Something in Julian's chest loosened at the words. The praise, simple, direct, unadorned, mattered more than all the compliments he'd received at the premiere, more than Catherine's clinical assessment, more than seeing himself twenty feet tall on the screen.

"Thank you," he said quietly.

"Don't thank me. You did the work. I just made sure you were prepared for it." Mora finished his whiskey, set the glass aside with careful precision. "You're learning the most important lesson: your life is now divided between what you do publicly and what you are privately. The public performance must be flawless. The private self must remain completely separate. Don't confuse the two. Don't let one contaminate the other."

"And if I can't maintain that separation?"

"Then you become someone like Catherine—performing so constantly that you forget there was ever anything underneath." Mora stood, buttoned his jacket. "Get some rest. Tomorrow you start rehearsals for your next picture. More lines, bigger role. The studio is pleased with your trajectory."

He moved toward the door, then paused, turned back.

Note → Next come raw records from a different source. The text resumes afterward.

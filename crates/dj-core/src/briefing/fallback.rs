/// Canned briefing served whenever generation fails.
pub const FALLBACK_BRIEFING: &str = "TOP THEMES
- Onboarding/docs confusion
- Tooling errors lack clarity
- Model selection uncertainty

SENTIMENT WEATHER
Cloudy — users like performance but struggle to get started.

HOTTEST COMPLAINT
\"Wrangler deploy errors didn’t tell me which binding was missing.\"

WHAT WE FIX THIS WEEK
Add an end-to-end \"first build\" doc with exact binding names + expected outputs.

A RISKY BET
Ship a \"Feedback DJ\" template app in the dashboard to bootstrap common prototypes.

METRICS TO WATCH
- Time-to-first-successful-deploy
- Docs search exits / bounce rate
- Error-to-resolution time";

#[cfg(test)]
mod tests {
    use super::*;
    use crate::briefing::prompt::SECTION_HEADERS;

    #[test]
    fn test_fallback_has_all_sections_in_order() {
        let positions: Vec<usize> = SECTION_HEADERS
            .iter()
            .map(|h| FALLBACK_BRIEFING.find(h).unwrap_or_else(|| panic!("missing {}", h)))
            .collect();
        assert!(positions.windows(2).all(|w| w[0] < w[1]), "{:?}", positions);
    }

    #[test]
    fn test_fallback_has_three_metrics() {
        let metrics = FALLBACK_BRIEFING
            .split("METRICS TO WATCH")
            .nth(1)
            .unwrap()
            .lines()
            .filter(|l| l.starts_with("- "))
            .count();
        assert_eq!(metrics, 3);
    }
}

"One more thing, Mr. Cross."

"Yes?"

Mora's expression softened almost imperceptibly—a shift so subtle Julian might have imagined it. "What you felt tonight—the emptiness, the hollowness—that doesn't make you broken. It makes you honest. Don't lose that. The performance is necessary, but the honesty is what will keep you human."

Before Julian could respond, Mora was gone, the door closing quietly behind him.

Julian sat alone in his apartment, still tasting Catherine's lipstick, still feeling the ghost of her body against his, still performing even though the audience had dispersed. But Mora's words echoed in the silence: You did well tonight.

Not the applause. Not the cameras. Not the sex or the champagne or the flash of his own face on the screen.

Just those five words, spoken quietly in an empty room by a man who saw past every performance to the truth underneath.

Julian finished his whiskey and wondered when Daniel Mora's approval had become the only thing that mattered.